今日の福音の個所は、ルカの福音書にのみ書かれているエピソードです。ルカにあっては、信仰者にとってのお金のむずかしさは、見過ごせないことでした。
今日の福音のなかでは、ある金持ちが他界し、その金持ちの家の前にいた、食物もなく、体中できものだらけだった者(ラザロ)も他界した。死後、金持ちは地獄の炎に苛まれ、ラザロは天国でアブラハムの隣に座った。
金持ちは反省し、自分の兄弟が同じ目に合わないように、死者を復活させて兄弟のもとへ遣わして、よく言い聞かせてほしいとアブラハムに懇願しますが、アブラハムは「モーセと預言者に耳を傾けないのなら、たとえ死者の中から生き返る者があっても、その言うことを聞き入れはしないだろう」と答えます。
福音のなかで、金持ちは悪い人とは書かれていません。また、ラザロが善い人だったとも書かれていません。ただ、この福音は、わたしたちの生きる目的についての示唆があると思います。すなわち貧しき者への助け、あわれみです。

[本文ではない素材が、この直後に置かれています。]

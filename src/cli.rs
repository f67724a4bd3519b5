//! Command-line interface implementation for create-local-app.
//! Provides argument parsing and help text formatting using clap.

use clap::{error::ErrorKind, ArgGroup, Parser};
use std::path::PathBuf;

use crate::registry::validate_template_name;

/// Command-line arguments structure for create-local-app.
#[derive(Parser, Debug)]
#[command(
    author,
    version,
    about = "create-local-app: scaffold desktop projects from reversible templates",
    long_about = None,
    after_help = "With no options, creates a project in the current directory, prompting for its details."
)]
#[command(group(ArgGroup::new("mode").args(["auto", "create", "snapshot", "remove", "list"])))]
pub struct Args {
    /// Use saved configuration without prompts
    #[arg(long)]
    pub auto: bool,

    /// Create a template from the current directory, replacing values with tokens
    #[arg(long, value_name = "TEMPLATE", value_parser = parse_template_name)]
    pub create: Option<String>,

    /// Copy the current directory into a template as is
    #[arg(long, value_name = "TEMPLATE", value_parser = parse_template_name)]
    pub snapshot: Option<String>,

    /// Remove a contributed template
    #[arg(long, value_name = "TEMPLATE", value_parser = parse_template_name)]
    pub remove: Option<String>,

    /// Template to create the project from
    #[arg(long, value_name = "TEMPLATE", value_parser = parse_template_name)]
    pub template: Option<String>,

    /// List system and contributed templates
    #[arg(long)]
    pub list: bool,

    /// Proceed without confirmation (overwrite existing files)
    #[arg(short, long)]
    pub force: bool,

    /// Directory holding the configuration and template registry
    /// (defaults to ~/.create-local-app)
    #[arg(long, value_name = "DIR")]
    pub config_dir: Option<PathBuf>,

    /// Enable verbose logging output
    #[arg(short, long)]
    pub verbose: bool,
}

fn parse_template_name(name: &str) -> Result<String, String> {
    validate_template_name(name).map_err(|e| e.to_string())?;
    Ok(name.to_string())
}

/// Parses command line arguments and returns the Args structure.
///
/// # Exits
/// * With status code 0 after printing help or version
/// * With status code 1 on any argument error
pub fn get_args() -> Args {
    match Args::try_parse() {
        Ok(args) => args,
        Err(e) => match e.kind() {
            ErrorKind::DisplayHelp | ErrorKind::DisplayVersion => e.exit(),
            _ => {
                let _ = e.print();
                std::process::exit(1);
            }
        },
    }
}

金持ちはラザロが自分の家の門前にいたのが見えなかったわけではありませんが、心の中ではラザロはすっかり存在しない者になっていたのです。
お金は、人を“見えない者”にしてしまうものです。それを集めれば集めるほど、貧しい者への関心が薄れる危険をはらんでいます。とくに信仰者にとってはその危険があるものなのです。